The editable tweet can be its own custom element with its own behavior. Once we have displayed the editable version of the tweet and the user saves their edit, it can POST that change to the server which will update the database and re-render the tweet. All the client has to do is swap the modified result back into the document.

import { parseDomFragment } from './dom.js'; // Implementation TBD...
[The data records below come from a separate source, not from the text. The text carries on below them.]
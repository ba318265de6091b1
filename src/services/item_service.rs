use crate::error::{AppError, AppResult};
use crate::models::{Item, ItemCreate, ItemUpdate};
use crate::repositories::ItemRepositoryTrait;
use std::sync::Arc;
use tracing::info;
use uuid::Uuid;

/// Service for deposited items
pub struct ItemService {
    item_repo: Arc<dyn ItemRepositoryTrait>,
}

impl ItemService {
    pub fn new(item_repo: Arc<dyn ItemRepositoryTrait>) -> Self {
        Self { item_repo }
    }

    /// Deposit an item. The owner is not checked against the user table.
    pub async fn create_item(&self, req: ItemCreate) -> AppResult<Item> {
        req.validate().map_err(AppError::Validation)?;

        let item = self.item_repo.create(&Item::new(req)).await?;
        info!(
            "Item {} deposited by {}: {} {} ({})",
            item.item_id, item.owner_id, item.brand, item.subcategory, item.value
        );
        Ok(item)
    }

    pub async fn get_item(&self, item_id: Uuid) -> AppResult<Item> {
        self.item_repo
            .find_by_id(item_id)
            .await?
            .ok_or_else(|| AppError::NotFound("Item not found".to_string()))
    }

    pub async fn list_items_for_owner(&self, owner_id: Uuid) -> AppResult<Vec<Item>> {
        Ok(self.item_repo.find_by_owner(owner_id).await?)
    }

    /// Patch owner and/or share of an item
    pub async fn update_item(&self, item_id: Uuid, update: ItemUpdate) -> AppResult<Item> {
        update.validate().map_err(AppError::Validation)?;

        let mut item = self.get_item(item_id).await?;
        update.apply_to(&mut item, chrono::Utc::now().naive_utc());

        let item = self.item_repo.update(&item).await?;
        info!(
            "Item {} updated: owner={}, share={}",
            item.item_id, item.owner_id, item.share_percentage
        );
        Ok(item)
    }

    pub async fn delete_item(&self, item_id: Uuid) -> AppResult<()> {
        if !self.item_repo.delete(item_id).await? {
            return Err(AppError::NotFound("Item not found".to_string()));
        }
        info!("Item {} deleted", item_id);
        Ok(())
    }
}
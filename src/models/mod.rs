//! Domain models for the barter backend.
//!
//! Users, the items they deposit, the trades that move ownership shares
//! between them, and the transactions shown in their activity feed.

pub mod item;
pub mod trade;
pub mod transaction;
pub mod user;

// Re-export all models for convenient access
pub use item::{validate_share, Item, ItemCreate, ItemUpdate};
pub use trade::{SyncFailure, SyncSummary, Trade, TradeCreate, TradeItem, TradeStatus};
pub use transaction::{
    ItemDetails, SpentItem, Transaction, TransactionCreate, TransactionStatus, TransactionType,
    DEPOSIT_ID_PREFIX,
};
pub use user::{PersonalInfoUpdate, User, UserCreate, UserLogin};
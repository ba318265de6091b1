use crate::error::{AppError, AppResult};
use crate::models::{SyncSummary, Trade};
use serde::{Deserialize, Serialize};
use std::fs::OpenOptions;
use std::io::Write;
use std::path::{Path, PathBuf};
use std::sync::Arc;
use tokio::sync::Mutex;
use tracing::info;
use uuid::Uuid;

/// Audit log entry
#[derive(Debug, Clone, Serialize, Deserialize)]
pub struct AuditLogEntry {
    pub timestamp: i64,
    pub event_type: String, // "trade_settled", "trades_synced", "trade_sync_failed"
    pub trade_id: Option<Uuid>,
    pub user_id: Option<Uuid>,
    pub details: serde_json::Value,
}

/// Append-only JSON-lines record of ownership changes
pub struct AuditTrailService {
    log_file: PathBuf,
    file_handle: Arc<Mutex<std::fs::File>>,
}

impl AuditTrailService {
    /// Open (or create) today's audit file under `log_directory`
    pub fn new(log_directory: &Path) -> AppResult<Self> {
        std::fs::create_dir_all(log_directory)
            .map_err(|e| AppError::Message(format!("Failed to create log directory: {}", e)))?;

        let date = chrono::Utc::now().format("%Y-%m-%d");
        let log_file = log_directory.join(format!("audit_{}.log", date));

        let file = OpenOptions::new()
            .create(true)
            .append(true)
            .open(&log_file)
            .map_err(|e| AppError::Message(format!("Failed to open audit log file: {}", e)))?;

        info!("Audit trail initialized: {:?}", log_file);

        Ok(Self {
            log_file,
            file_handle: Arc::new(Mutex::new(file)),
        })
    }

    pub fn log_file(&self) -> &Path {
        &self.log_file
    }

    /// Log an audit entry
    pub async fn log(&self, entry: AuditLogEntry) -> AppResult<()> {
        let json = serde_json::to_string(&entry)?;

        let mut file = self.file_handle.lock().await;
        writeln!(file, "{}", json)
            .map_err(|e| AppError::Message(format!("Failed to write audit log: {}", e)))?;

        file.flush()
            .map_err(|e| AppError::Message(format!("Failed to flush audit log: {}", e)))?;

        Ok(())
    }

    /// Log a settled trade with its content fingerprint
    pub async fn log_trade_settled(&self, trade: &Trade) -> AppResult<()> {
        let entry = AuditLogEntry {
            timestamp: chrono::Utc::now().timestamp(),
            event_type: "trade_settled".to_string(),
            trade_id: Some(trade.trade_id),
            user_id: Some(trade.payer_id),
            details: serde_json::json!({
                "payee_id": trade.payee_id,
                "item_count": trade.items.len(),
                "total_value": trade.total_value.to_string(),
                "fingerprint": trade.fingerprint(),
            }),
        };

        self.log(entry).await
    }

    /// Log the outcome of an offline batch
    pub async fn log_trades_synced(&self, summary: &SyncSummary) -> AppResult<()> {
        let entry = AuditLogEntry {
            timestamp: chrono::Utc::now().timestamp(),
            event_type: "trades_synced".to_string(),
            trade_id: None,
            user_id: None,
            details: serde_json::json!({
                "synced": summary.synced_count,
                "failed": summary.failed_count,
                "synced_ids": summary.synced_ids,
            }),
        };

        self.log(entry).await
    }

    /// Log one rejected submission from an offline batch
    pub async fn log_trade_sync_failed(&self, index: usize, error: &str) -> AppResult<()> {
        let entry = AuditLogEntry {
            timestamp: chrono::Utc::now().timestamp(),
            event_type: "trade_sync_failed".to_string(),
            trade_id: None,
            user_id: None,
            details: serde_json::json!({
                "index": index,
                "error": error,
            }),
        };

        self.log(entry).await
    }
}

#[cfg(test)]
mod tests {
    use super::*;
    use crate::models::{TradeCreate, TradeItem};
    use rust_decimal::Decimal;

    #[tokio::test]
    async fn test_entries_are_json_lines() {
        let dir = tempfile::tempdir().unwrap();
        let audit = AuditTrailService::new(dir.path()).unwrap();

        let trade = Trade::new(TradeCreate {
            payer_id: Uuid::new_v4(),
            payee_id: Uuid::new_v4(),
            items: vec![TradeItem {
                item_id: Uuid::new_v4(),
                share_percentage: Decimal::new(5, 1),
                value: Decimal::new(40, 0),
                previous_owner: Uuid::new_v4(),
                new_owner: Uuid::new_v4(),
            }],
            total_value: Decimal::new(40, 0),
            payer_signature: "a".into(),
            payee_signature: "b".into(),
        });

        audit.log_trade_settled(&trade).await.unwrap();
        audit.log_trade_sync_failed(2, "malformed trade").await.unwrap();

        let contents = std::fs::read_to_string(audit.log_file()).unwrap();
        let lines: Vec<serde_json::Value> = contents
            .lines()
            .map(|l| serde_json::from_str(l).unwrap())
            .collect();

        assert_eq!(lines.len(), 2);
        assert_eq!(lines[0]["event_type"], "trade_settled");
        assert_eq!(lines[0]["details"]["fingerprint"], trade.fingerprint());
        assert_eq!(lines[1]["details"]["index"], 2);
    }
}
//! Barter Backend Library
//!
//! This module exposes the backend components for use by tests and other consumers.

pub mod auth;
pub mod config;
pub mod database;
pub mod error;
pub mod http_service;
pub mod models;
pub mod repositories;
pub mod services;
pub mod valuation;

// Re-export commonly used types
pub use config::AppConfig;
pub use error::{AppError, AppResult};

use repositories::{
    InMemoryStore, ItemRepositoryTrait, PgItemRepository, PgTradeRepository,
    PgTransactionRepository, PgUserRepository, TradeRepositoryTrait, TransactionRepositoryTrait,
    UserRepositoryTrait,
};
use services::{
    AuditTrailService, DepositAnalysisService, ItemService, SettlementService,
    TransactionService, UserService,
};
use std::sync::Arc;

/// Store handles shared by every service
#[derive(Clone)]
pub struct Repositories {
    pub users: Arc<dyn UserRepositoryTrait>,
    pub items: Arc<dyn ItemRepositoryTrait>,
    pub trades: Arc<dyn TradeRepositoryTrait>,
    pub transactions: Arc<dyn TransactionRepositoryTrait>,
}

impl Repositories {
    /// PostgreSQL-backed repositories sharing one pool
    pub fn postgres(pool: sqlx::PgPool) -> Self {
        Self {
            users: Arc::new(PgUserRepository::new(pool.clone())),
            items: Arc::new(PgItemRepository::new(pool.clone())),
            trades: Arc::new(PgTradeRepository::new(pool.clone())),
            transactions: Arc::new(PgTransactionRepository::new(pool)),
        }
    }

    /// Every collection served by the same in-memory store
    pub fn in_memory(store: Arc<InMemoryStore>) -> Self {
        Self {
            users: store.clone(),
            items: store.clone(),
            trades: store.clone(),
            transactions: store,
        }
    }
}

/// Application state containing all services
pub struct AppState {
    pub config: AppConfig,
    pub users: UserService,
    pub items: ItemService,
    pub settlement: SettlementService,
    pub transactions: TransactionService,
    pub deposit_analysis: DepositAnalysisService,
}

impl AppState {
    /// Wire services over the given repositories. Opens the audit trail
    /// when `audit_log_dir` is configured.
    pub fn new(config: AppConfig, repos: Repositories) -> AppResult<Self> {
        let audit = match &config.audit_log_dir {
            Some(dir) => Some(Arc::new(AuditTrailService::new(dir)?)),
            None => None,
        };

        Ok(Self {
            users: UserService::new(repos.users.clone()),
            items: ItemService::new(repos.items.clone()),
            settlement: SettlementService::new(repos.items.clone(), repos.trades.clone(), audit),
            transactions: TransactionService::new(repos.items.clone(), repos.transactions.clone()),
            deposit_analysis: DepositAnalysisService::new(config.vision.clone())?,
            config,
        })
    }
}
use chrono::NaiveDateTime;
use serde::{Deserialize, Serialize};
use sqlx::FromRow;
use uuid::Uuid;

/// User account. `username` is unique and compared case-sensitively.
#[derive(Debug, Clone, PartialEq, Serialize, Deserialize, FromRow)]
pub struct User {
    pub user_id: Uuid,
    pub username: String,
    pub pin_hash: String,
    pub first_name: Option<String>,
    pub last_name: Option<String>,
    pub email: Option<String>,
    pub phone: Option<String>,
    pub street_address: Option<String>,
    pub city: Option<String>,
    pub state: Option<String>,
    pub zip_code: Option<String>,
    pub country: Option<String>,
    pub biometric_enabled: bool,
    pub created_at: NaiveDateTime,
}

/// Registration payload
#[derive(Debug, Clone, Default, Serialize, Deserialize)]
pub struct UserCreate {
    pub username: String,
    pub pin_hash: String,
    #[serde(default)]
    pub biometric_enabled: bool,
    pub first_name: Option<String>,
    pub last_name: Option<String>,
    pub email: Option<String>,
    pub phone: Option<String>,
    pub street_address: Option<String>,
    pub city: Option<String>,
    pub state: Option<String>,
    pub zip_code: Option<String>,
    pub country: Option<String>,
}

/// Login payload
#[derive(Debug, Clone, Serialize, Deserialize)]
pub struct UserLogin {
    pub username: String,
    pub pin_hash: String,
}

/// Partial personal-info patch.
///
/// Each field has three states: absent (leave as is), `null` (clear),
/// or a value (overwrite).
#[derive(Debug, Clone, Default, Serialize, Deserialize)]
pub struct PersonalInfoUpdate {
    #[serde(default, skip_serializing_if = "Option::is_none", with = "::serde_with::rust::double_option")]
    pub first_name: Option<Option<String>>,
    #[serde(default, skip_serializing_if = "Option::is_none", with = "::serde_with::rust::double_option")]
    pub last_name: Option<Option<String>>,
    #[serde(default, skip_serializing_if = "Option::is_none", with = "::serde_with::rust::double_option")]
    pub email: Option<Option<String>>,
    #[serde(default, skip_serializing_if = "Option::is_none", with = "::serde_with::rust::double_option")]
    pub phone: Option<Option<String>>,
    #[serde(default, skip_serializing_if = "Option::is_none", with = "::serde_with::rust::double_option")]
    pub street_address: Option<Option<String>>,
    #[serde(default, skip_serializing_if = "Option::is_none", with = "::serde_with::rust::double_option")]
    pub city: Option<Option<String>>,
    #[serde(default, skip_serializing_if = "Option::is_none", with = "::serde_with::rust::double_option")]
    pub state: Option<Option<String>>,
    #[serde(default, skip_serializing_if = "Option::is_none", with = "::serde_with::rust::double_option")]
    pub zip_code: Option<Option<String>>,
    #[serde(default, skip_serializing_if = "Option::is_none", with = "::serde_with::rust::double_option")]
    pub country: Option<Option<String>>,
}

impl User {
    /// Create a new User from a registration request
    pub fn new(req: UserCreate) -> Self {
        Self {
            user_id: Uuid::new_v4(),
            username: req.username,
            pin_hash: req.pin_hash,
            first_name: req.first_name,
            last_name: req.last_name,
            email: req.email,
            phone: req.phone,
            street_address: req.street_address,
            city: req.city,
            state: req.state,
            zip_code: req.zip_code,
            country: req.country,
            biometric_enabled: req.biometric_enabled,
            created_at: chrono::Utc::now().naive_utc(),
        }
    }
}

impl UserCreate {
    pub fn validate(&self) -> Result<(), String> {
        if self.username.trim().is_empty() {
            return Err("Username is required".to_string());
        }
        if self.pin_hash.is_empty() {
            return Err("PIN hash is required".to_string());
        }
        Ok(())
    }
}

fn patch(field: &mut Option<String>, update: &Option<Option<String>>) {
    if let Some(value) = update {
        *field = value.clone();
    }
}

impl PersonalInfoUpdate {
    /// True when the patch carries no fields at all
    pub fn is_empty(&self) -> bool {
        [
            &self.first_name,
            &self.last_name,
            &self.email,
            &self.phone,
            &self.street_address,
            &self.city,
            &self.state,
            &self.zip_code,
            &self.country,
        ]
        .iter()
        .all(|f| f.is_none())
    }

    /// Apply only the fields present in the patch
    pub fn apply_to(&self, user: &mut User) {
        patch(&mut user.first_name, &self.first_name);
        patch(&mut user.last_name, &self.last_name);
        patch(&mut user.email, &self.email);
        patch(&mut user.phone, &self.phone);
        patch(&mut user.street_address, &self.street_address);
        patch(&mut user.city, &self.city);
        patch(&mut user.state, &self.state);
        patch(&mut user.zip_code, &self.zip_code);
        patch(&mut user.country, &self.country);
    }
}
class MyEditableTweet extends HTMLElement {
    public tweetId!: number;

    private async onEditSaved(newContent: string): Promise<void> {
        // Post the edit to the server, which also returns
        // the same tweet rendered with the new content.
        const res = await fetch(
            `/tweet/edit?id=${this.tweetId}&content=${
                encodeURIComponent(newContent)}`,
            { method: 'POST' },
        );
        const editedTweetTemplate =
            await parseDomFragment(res);

        // Replace this DOM element with the new, edited tweet.
        this.replaceWith(
            editedTweetTemplate.content.cloneNode(true /* deep */)));
    }

    // ...
}

customElements.define('my-editable-tweet', MyEditableTweet);

This is able to edit the tweet on the server and get back a freshly rendered copy to swap into the page over the old version.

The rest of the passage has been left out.